Today there are more than 13,000 certified nurse-midwives practicing in the U.S. They attend about 8% of all births in this country, but the numbers are on the rise.
What Kind of Training Do Midwives Have?
There are several different types of midwives, each with its own training requirements:
- Certified nurse-midwives (CNMs) are trained as both nurses and midwives. They have at least a bachelor's degree (and most also have a master's degree), and they must pass a national certification exam from the American College of Nurse-Midwives (ACNM) and receive a state license to practice.
- Certified midwives (CMs) are college-educated and certified by the ACNM. Because this is a relatively new specialty, not every state licenses CMs.
- Certified professional midwives (CPMs) are trained midwives who are certified by the North American Registry of Midwives (NARM). Not all states certify CPMs.
- Direct-entry midwives (DEMs) may have a college degree, or they may have trained through an apprenticeship, or learned their trade through self-study, workshops, or other instructional programs. Most attend births in homes or birth centers. Not all states recognize DEMs.
History of Midwifery
Centuries before obstetricians were delivering babies in hospitals, midwives in Europe attended to women as they gave birth to their children at home. The term "midwife" comes from the Old English phrase meaning, "with woman."
Midwifery in the U.S. began with a woman named Mary Breckenridge, who was determined to provide health care to people living in the remote Appalachian Mountain region. While on a trip to Europe, she was so impressed with the skill and care European nurse-midwives provided their patients that she brought several British nurse-midwives to America and established the Frontier Nursing service in rural Kentucky. It was the first real nurse-midwifery program in this country.
In 1955, a public-health nurse educator named Hattie Hemschemeyer started the American College of Nurse-Midwifery, the first organization of nurse-midwives in the country. The organization later changed its name to the American College of Nurse-Midwives.
What Do Midwives Do?
The main function of a midwife is to provide support and care to women during labor and delivery. However, midwives today don't just attend births -- they offer many types of gynecologic care.
- Perform gynecological exams
- Help with preconception planning
- Provide prenatal care
- Assist during labor and delivery
- Offer guidance with breastfeeding and other newborn care issues
- Help women who are going through menopause
Women have reported that they are more satisfied about their ability to make decisions about the birthing experience when they are assisted by a midwife as opposed to an obstetrician. Although midwives are trained to provide medical assistance when necessary, they prefer to avoid interventions, such as forceps and C-sections during delivery.
What Are the Benefits of Using a Midwife?
Midwives can help women have a more natural childbirth experience. They often offer more personalized care than medical doctors, which includes taking the time to talk to the mother-to-be about her concerns and needs.

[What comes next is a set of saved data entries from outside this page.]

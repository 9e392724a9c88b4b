use crossterm::event::KeyCode;
use ratatui::{
    layout::{Constraint, Layout, Rect},
    style::{Modifier, Style},
    text::{Line, Span},
    widgets::Paragraph,
    Frame,
};
use tui_dispatch::EventKind;
use tui_dispatch_components::{
    centered_rect, BaseStyle, Modal, ModalBehavior, ModalProps, ModalStyle, Padding,
};

use super::card_grid::card_lines;
use super::detail_card::stat_lines;
use super::{Component, ACCENT_TEAL, BG_PANEL, TEXT_DIM, TEXT_MAIN};
use crate::action::Action;
use crate::state::PokemonDetail;

pub const MODAL_WIDTH: u16 = 64;
pub const MODAL_HEIGHT: u16 = 18;

/// Centered overlay with the full stat block of the selected Pokemon.
pub struct DetailModal {
    modal: Modal,
}

pub struct DetailModalProps<'a> {
    pub pokemon: &'a PokemonDetail,
    pub is_focused: bool,
}

impl Default for DetailModal {
    fn default() -> Self {
        Self {
            modal: Modal::new(),
        }
    }
}

impl DetailModal {
    pub fn new() -> Self {
        Self::default()
    }

    /// The overlay rect inside `area`.
    pub fn area(area: Rect) -> Rect {
        centered_rect(MODAL_WIDTH.min(area.width), MODAL_HEIGHT.min(area.height), area)
    }
}

impl Component<Action> for DetailModal {
    type Props<'a> = DetailModalProps<'a>;

    fn handle_event(
        &mut self,
        event: &EventKind,
        props: Self::Props<'_>,
    ) -> impl IntoIterator<Item = Action> {
        if !props.is_focused {
            return None;
        }
        match event {
            EventKind::Key(key) => match key.code {
                KeyCode::Esc | KeyCode::Enter | KeyCode::Char('d') | KeyCode::Char('q') => {
                    Some(Action::DetailClose)
                }
                _ => None,
            },
            _ => None,
        }
    }

    fn render(&mut self, frame: &mut Frame, area: Rect, props: Self::Props<'_>) {
        let pokemon = props.pokemon;
        let mut render_content = |frame: &mut Frame, content_area: Rect| {
            let chunks = Layout::vertical([
                Constraint::Length(1), // Name
                Constraint::Length(1), // Spacer
                Constraint::Length(3), // Type / abilities / sprite
                Constraint::Length(1), // Spacer
                Constraint::Min(1),    // Stats
                Constraint::Length(1), // Hint
            ])
            .split(content_area);

            let name = Line::from(vec![
                Span::styled(
                    pokemon.name.clone(),
                    Style::default().fg(TEXT_MAIN).add_modifier(Modifier::BOLD),
                ),
                Span::styled(format!("  #{}", pokemon.id), Style::default().fg(TEXT_DIM)),
            ]);
            frame.render_widget(Paragraph::new(name), chunks[0]);
            frame.render_widget(Paragraph::new(card_lines(pokemon)), chunks[2]);
            frame.render_widget(Paragraph::new(stat_lines(pokemon)), chunks[4]);
            frame.render_widget(
                Paragraph::new(Line::from(vec![
                    Span::styled("Esc", Style::default().fg(ACCENT_TEAL)),
                    Span::styled(" close", Style::default().fg(TEXT_DIM)),
                ])),
                chunks[5],
            );
        };

        self.modal.render(
            frame,
            area,
            ModalProps {
                is_open: true,
                is_focused: props.is_focused,
                area: Self::area(area),
                style: ModalStyle {
                    base: BaseStyle {
                        bg: Some(BG_PANEL),
                        padding: Padding::all(1),
                        border: None,
                        fg: Some(TEXT_MAIN),
                    },
                    ..Default::default()
                },
                behavior: ModalBehavior::default(),
                on_close: || Action::DetailClose,
                render_content: &mut render_content,
            },
        );
    }
}
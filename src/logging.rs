//! File logging
//!
//! The TUI owns the terminal, so tracing output goes to a daily-rolling
//! file instead of stdout.

use std::io;
use std::path::Path;

use tracing_appender::non_blocking::WorkerGuard;
use tracing_appender::rolling::{RollingFileAppender, Rotation};
use tracing_subscriber::{fmt, layer::SubscriberExt, util::SubscriberInitExt, EnvFilter};

pub const LOG_FILE_PREFIX: &str = "pokecatch.log";

/// Filter used when `RUST_LOG` is unset.
pub const DEFAULT_FILTER: &str = "pokecatch=info,warn";

/// Install the global subscriber writing to `<dir>/pokecatch.log.YYYY-MM-DD`.
///
/// Keep the returned guard alive until exit; dropping it flushes and stops
/// the background writer.
pub fn init_logging(dir: &Path) -> io::Result<WorkerGuard> {
    std::fs::create_dir_all(dir)?;

    let appender = RollingFileAppender::new(Rotation::DAILY, dir, LOG_FILE_PREFIX);
    let (writer, guard) = tracing_appender::non_blocking(appender);

    let filter =
        EnvFilter::try_from_default_env().unwrap_or_else(|_| EnvFilter::new(DEFAULT_FILTER));

    let fmt_layer = fmt::layer()
        .with_writer(writer)
        .with_ansi(false)
        .with_target(true);

    tracing_subscriber::registry()
        .with(filter)
        .with(fmt_layer)
        .try_init()
        .map_err(io::Error::other)?;

    tracing::info!(dir = %dir.display(), "logging initialized");
    Ok(guard)
}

Some research suggests that midwives lower the risk of infant mortality and reduce the need for C-sections and other interventions. One study showed that births attended by a midwife had a 19% lower infant death rate and a 31% lower risk of delivering a low-birth-weight baby. Another study showed that nurse-midwives had 4.8% fewer C-section rate than obstetricians and used fewer resources, such as forceps and vacuums for delivery. (The reductions in mortality and complications, however, may be because midwives generally handle very few high-risk deliveries.)
Are There Any Risks to Using a Midwife?
Some states do not allow midwives to administer pain medications or to provide certain medical interventions such as internal electronic fetal monitoring.
And if there is a problem with the newborn, the midwife can only administer basic life support. At a hospital, obstetricians, pediatricians, and neonatologists can step in to handle these issues if they arise.
Most midwife-assisted births take place in hospitals, but some women prefer to give birth at home. The American College of Obstetricians and Gynecologists does not endorse home births, because complications can occur even in otherwise normal pregnancies, and women who give birth at home don't have access to doctors or specialized medical equipment.
Giving birth at home can be especially risky if you are pregnant with more than one baby, or if you have gestational diabetes, high blood pressure, or other risk factors. If you do decide to give birth at home and your doctor and midwife agree to it, have a plan for how you will get to a hospital in case problems occur during the birth.
How Do I Choose a Midwife?
Some obstetric/gynecologic practices have a midwife (or midwives) on staff. If yours doesn't, you can find a midwife in your area by contacting the American College of Nurse-Midwives. Make sure the midwife you choose is certified and licensed to practice in your state. Find someone who is experienced and trained in emergency procedures. It's also important to find someone you're comfortable with, who respects your wishes about your pregnancy and delivery.
Ask your prospective midwife about her position with regard to medical interventions such as continuous fetal monitoring, pain medication (including epidurals), inducing labor, and C-sections. Talk to a few midwives to find the one who best fits your needs.